• [Task directions]
Below are records; report the number of lines among them that include the word "Some", and nothing further.

Material provided: Begin

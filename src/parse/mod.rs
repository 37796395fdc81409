//! Grammar parsers behind one contract
//!
//! Each supported language implements `parse(source, path, policy) ->
//! ModuleDescriptor` by walking its tree-sitter AST for top-level
//! declarations and import statements. Adding a language means adding one
//! more `LanguageParser` variant; nothing else changes.
//!
//! A parse never fails out of this module: grammar errors, as well as trees
//! carrying more than `MAX_ERROR_NODES` syntax-error nodes, degrade to an
//! empty descriptor so callers can distinguish "present but unparseable"
//! from "not a source file". All traversal is iterative and depth-capped.

mod ecma;
mod python;

pub use ecma::EcmaDialect;

use crate::config::ComplexityPolicy;
use crate::core::{ComplexityTier, ExportRecord, Language, ModuleDescriptor};
use dashmap::DashMap;
use tree_sitter::Node;

/// Trees with more error nodes than this are treated as unparseable.
pub const MAX_ERROR_NODES: usize = 10;

/// Traversal stops descending past this depth instead of erroring.
pub const MAX_WALK_DEPTH: usize = 128;

/// Closed set of language grammars.
#[derive(Debug, Clone, Copy, PartialEq, Eq)]
pub enum LanguageParser {
    Python,
    Ecma(EcmaDialect),
}

impl LanguageParser {
    /// Selects the grammar for a scanned language, once, at the
    /// scanner/orchestrator boundary.
    pub fn for_language(language: Language) -> Option<Self> {
        match language {
            Language::Python => Some(LanguageParser::Python),
            Language::TypeScript => Some(LanguageParser::Ecma(EcmaDialect::TypeScript)),
            Language::JavaScript => Some(LanguageParser::Ecma(EcmaDialect::JavaScript)),
            Language::Other => None,
        }
    }

    /// Parse source text into a module descriptor. Never fails; see the
    /// module docs for the degradation rules.
    pub fn parse(
        &self,
        source: &str,
        relative_path: &str,
        policy: &ComplexityPolicy,
    ) -> ModuleDescriptor {
        match self {
            LanguageParser::Python => python::parse(source, relative_path, policy),
            LanguageParser::Ecma(dialect) => ecma::parse(*dialect, source, relative_path, policy),
        }
    }
}

/// Assemble the final descriptor: imports deduplicated and sorted, tier
/// derived from the export count.
pub(crate) fn finalize(
    path: &str,
    exports: Vec<ExportRecord>,
    mut imports: Vec<String>,
    policy: &ComplexityPolicy,
) -> ModuleDescriptor {
    imports.sort();
    imports.dedup();
    let complexity_tier = ComplexityTier::for_export_count(exports.len(), policy);
    ModuleDescriptor {
        path: path.to_string(),
        exports,
        imports,
        complexity_tier,
    }
}

/// Count syntax-error nodes with an explicit stack, stopping past the
/// depth cap rather than overflowing on pathological input.
pub(crate) fn count_error_nodes(root: Node) -> usize {
    let mut count = 0;
    let mut stack: Vec<(Node, usize)> = vec![(root, 0)];
    while let Some((node, depth)) = stack.pop() {
        if node.is_error() || node.is_missing() {
            count += 1;
            if count > MAX_ERROR_NODES {
                return count;
            }
        }
        if depth >= MAX_WALK_DEPTH {
            continue;
        }
        let mut cursor = node.walk();
        for child in node.children(&mut cursor) {
            stack.push((child, depth + 1));
        }
    }
    count
}

/// First line of a string-literal docstring, quotes stripped.
pub(crate) fn docstring_first_line(raw: &str) -> Option<String> {
    let stripped = raw
        .trim()
        .trim_start_matches(['r', 'b', 'u', 'f', 'R', 'B', 'U', 'F'])
        .trim_matches(|c| c == '"' || c == '\'' || c == '`');
    let line = stripped.lines().map(str::trim).find(|l| !l.is_empty())?;
    Some(line.to_string())
}

/// True for SCREAMING_SNAKE_CASE binding names.
pub(crate) fn is_constant_name(name: &str) -> bool {
    !name.is_empty()
        && name.chars().any(|c| c.is_ascii_uppercase())
        && name
            .chars()
            .all(|c| c.is_ascii_uppercase() || c.is_ascii_digit() || c == '_')
}

#[derive(Debug, Clone)]
struct CacheEntry {
    hash: String,
    module: ModuleDescriptor,
}

/// Caller-owned cache of parse results, keyed by relative path and guarded
/// by a content hash. There is no process-wide parser state; create one,
/// pass it into `analyze()`, and `clear()` it whenever you want a cold run.
#[derive(Debug, Default)]
pub struct ParseCache {
    entries: DashMap<String, CacheEntry>,
}

impl ParseCache {
    pub fn new() -> Self {
        Self::default()
    }

    pub fn compute_hash(content: &str) -> String {
        format!("{:x}", md5::compute(content.as_bytes()))
    }

    /// Returns the cached descriptor if the content hash still matches.
    pub fn get(&self, path: &str, hash: &str) -> Option<ModuleDescriptor> {
        self.entries
            .get(path)
            .filter(|entry| entry.hash == hash)
            .map(|entry| entry.module.clone())
    }

    pub fn insert(&self, path: String, hash: String, module: ModuleDescriptor) {
        self.entries.insert(path, CacheEntry { hash, module });
    }

    pub fn clear(&self) {
        self.entries.clear();
    }

    pub fn len(&self) -> usize {
        self.entries.len()
    }

    pub fn is_empty(&self) -> bool {
        self.entries.is_empty()
    }
}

Material provided: End

• [Solution to this task]
5